> [YOUR OBJECTIVE]: From the records below, transcribe only the lines running from the one with "pub struct Position" through the one with "row: 2, col: 1". Keep both of those end lines.

> [DATA FOR THIS TASK]:
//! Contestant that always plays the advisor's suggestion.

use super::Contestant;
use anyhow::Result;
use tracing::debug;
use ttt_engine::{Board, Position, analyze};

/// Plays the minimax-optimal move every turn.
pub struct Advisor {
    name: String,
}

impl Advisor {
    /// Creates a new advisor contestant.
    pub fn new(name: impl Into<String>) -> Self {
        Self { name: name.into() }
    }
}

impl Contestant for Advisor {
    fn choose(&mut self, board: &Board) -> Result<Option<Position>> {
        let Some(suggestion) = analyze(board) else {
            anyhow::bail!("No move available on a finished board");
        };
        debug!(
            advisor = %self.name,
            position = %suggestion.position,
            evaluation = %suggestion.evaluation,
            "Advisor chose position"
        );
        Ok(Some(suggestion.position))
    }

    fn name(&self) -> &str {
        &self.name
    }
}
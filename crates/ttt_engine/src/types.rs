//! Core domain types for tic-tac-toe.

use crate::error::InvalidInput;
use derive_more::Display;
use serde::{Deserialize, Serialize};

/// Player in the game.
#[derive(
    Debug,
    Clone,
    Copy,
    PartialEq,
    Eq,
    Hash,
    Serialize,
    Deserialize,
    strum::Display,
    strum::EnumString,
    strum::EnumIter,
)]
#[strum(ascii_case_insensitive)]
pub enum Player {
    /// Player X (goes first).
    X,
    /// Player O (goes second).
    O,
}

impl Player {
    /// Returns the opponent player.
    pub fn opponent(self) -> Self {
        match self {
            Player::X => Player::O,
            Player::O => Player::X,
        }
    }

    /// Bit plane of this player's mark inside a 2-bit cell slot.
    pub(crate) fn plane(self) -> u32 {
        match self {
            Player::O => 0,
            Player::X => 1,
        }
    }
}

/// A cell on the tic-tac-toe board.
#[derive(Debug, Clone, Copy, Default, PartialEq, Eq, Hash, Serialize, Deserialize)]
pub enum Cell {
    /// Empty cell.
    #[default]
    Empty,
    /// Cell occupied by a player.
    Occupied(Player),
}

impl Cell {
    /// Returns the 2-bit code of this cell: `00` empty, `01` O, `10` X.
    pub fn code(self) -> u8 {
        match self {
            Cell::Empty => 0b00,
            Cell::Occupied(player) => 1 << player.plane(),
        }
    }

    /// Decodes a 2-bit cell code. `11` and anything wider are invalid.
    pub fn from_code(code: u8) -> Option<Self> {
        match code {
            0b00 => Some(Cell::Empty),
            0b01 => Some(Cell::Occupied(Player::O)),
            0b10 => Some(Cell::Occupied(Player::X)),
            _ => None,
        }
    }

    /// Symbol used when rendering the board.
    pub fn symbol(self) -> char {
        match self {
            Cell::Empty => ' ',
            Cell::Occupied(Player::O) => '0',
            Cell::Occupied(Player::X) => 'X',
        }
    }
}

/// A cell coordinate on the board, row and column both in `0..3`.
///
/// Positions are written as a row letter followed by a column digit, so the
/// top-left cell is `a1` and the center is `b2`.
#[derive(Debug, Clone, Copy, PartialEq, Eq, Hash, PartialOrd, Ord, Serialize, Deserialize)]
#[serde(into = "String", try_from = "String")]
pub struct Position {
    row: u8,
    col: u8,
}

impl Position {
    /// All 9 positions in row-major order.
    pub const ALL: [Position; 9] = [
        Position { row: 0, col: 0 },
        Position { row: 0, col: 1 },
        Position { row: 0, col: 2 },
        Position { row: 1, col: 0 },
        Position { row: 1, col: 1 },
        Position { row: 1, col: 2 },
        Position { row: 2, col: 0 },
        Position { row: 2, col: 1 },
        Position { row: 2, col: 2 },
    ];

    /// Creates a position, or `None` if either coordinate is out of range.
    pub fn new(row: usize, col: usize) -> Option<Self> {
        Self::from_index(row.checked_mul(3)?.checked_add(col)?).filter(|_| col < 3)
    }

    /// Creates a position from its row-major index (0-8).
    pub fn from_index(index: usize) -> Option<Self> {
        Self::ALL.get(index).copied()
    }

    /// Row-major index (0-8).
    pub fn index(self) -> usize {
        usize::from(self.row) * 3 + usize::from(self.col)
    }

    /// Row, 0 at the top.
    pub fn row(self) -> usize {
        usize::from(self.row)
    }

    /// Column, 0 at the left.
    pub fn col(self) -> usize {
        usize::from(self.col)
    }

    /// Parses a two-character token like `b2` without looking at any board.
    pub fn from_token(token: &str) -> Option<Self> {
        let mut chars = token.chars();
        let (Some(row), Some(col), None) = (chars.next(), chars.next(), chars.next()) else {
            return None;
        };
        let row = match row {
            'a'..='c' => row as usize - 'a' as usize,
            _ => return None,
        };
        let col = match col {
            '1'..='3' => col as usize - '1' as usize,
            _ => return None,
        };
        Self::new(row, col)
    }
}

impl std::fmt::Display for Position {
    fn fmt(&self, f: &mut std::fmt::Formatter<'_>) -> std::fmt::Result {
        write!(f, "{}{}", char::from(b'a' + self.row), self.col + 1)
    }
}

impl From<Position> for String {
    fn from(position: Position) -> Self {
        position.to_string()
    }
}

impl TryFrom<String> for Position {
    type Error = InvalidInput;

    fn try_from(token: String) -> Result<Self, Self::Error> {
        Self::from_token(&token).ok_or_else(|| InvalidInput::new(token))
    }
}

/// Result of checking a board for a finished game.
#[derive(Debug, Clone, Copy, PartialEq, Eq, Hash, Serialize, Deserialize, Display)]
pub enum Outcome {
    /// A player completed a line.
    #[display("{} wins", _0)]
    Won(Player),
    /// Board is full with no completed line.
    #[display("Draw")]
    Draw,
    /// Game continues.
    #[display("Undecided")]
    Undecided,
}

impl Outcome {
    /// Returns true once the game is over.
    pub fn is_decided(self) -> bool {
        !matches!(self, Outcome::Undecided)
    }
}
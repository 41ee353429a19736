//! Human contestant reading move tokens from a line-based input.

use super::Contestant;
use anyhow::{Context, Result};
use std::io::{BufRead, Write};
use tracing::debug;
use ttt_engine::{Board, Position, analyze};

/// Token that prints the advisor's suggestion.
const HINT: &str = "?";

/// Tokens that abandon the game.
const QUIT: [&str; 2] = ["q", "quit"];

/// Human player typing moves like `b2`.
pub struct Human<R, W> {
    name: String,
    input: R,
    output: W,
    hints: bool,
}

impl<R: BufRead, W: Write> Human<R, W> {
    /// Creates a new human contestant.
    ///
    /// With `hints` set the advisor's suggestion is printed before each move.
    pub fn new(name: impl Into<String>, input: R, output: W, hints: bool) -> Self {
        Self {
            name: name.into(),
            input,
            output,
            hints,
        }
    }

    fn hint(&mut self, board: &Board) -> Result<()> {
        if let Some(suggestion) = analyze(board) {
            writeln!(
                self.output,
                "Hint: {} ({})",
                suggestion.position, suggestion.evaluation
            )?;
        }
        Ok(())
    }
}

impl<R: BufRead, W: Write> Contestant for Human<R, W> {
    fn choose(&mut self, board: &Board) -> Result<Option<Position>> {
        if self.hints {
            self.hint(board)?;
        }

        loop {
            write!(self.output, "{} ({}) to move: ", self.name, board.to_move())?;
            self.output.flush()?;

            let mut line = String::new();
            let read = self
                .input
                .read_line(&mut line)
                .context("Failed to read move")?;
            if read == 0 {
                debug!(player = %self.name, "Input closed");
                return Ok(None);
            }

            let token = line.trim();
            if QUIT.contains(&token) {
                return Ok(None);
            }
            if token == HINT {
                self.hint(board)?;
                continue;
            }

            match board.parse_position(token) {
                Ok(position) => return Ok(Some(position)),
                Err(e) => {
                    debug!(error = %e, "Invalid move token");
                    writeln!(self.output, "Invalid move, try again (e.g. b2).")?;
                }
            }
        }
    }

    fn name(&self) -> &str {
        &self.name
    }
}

> [ANSWER TO THE PROBLEM]:
pub struct Position {
    row: u8,
    col: u8,
}

impl Position {
    /// All 9 positions in row-major order.
    pub const ALL: [Position; 9] = [
        Position { row: 0, col: 0 },
        Position { row: 0, col: 1 },
        Position { row: 0, col: 2 },
        Position { row: 1, col: 0 },
        Position { row: 1, col: 1 },
        Position { row: 1, col: 2 },
        Position { row: 2, col: 0 },
        Position { row: 2, col: 1 },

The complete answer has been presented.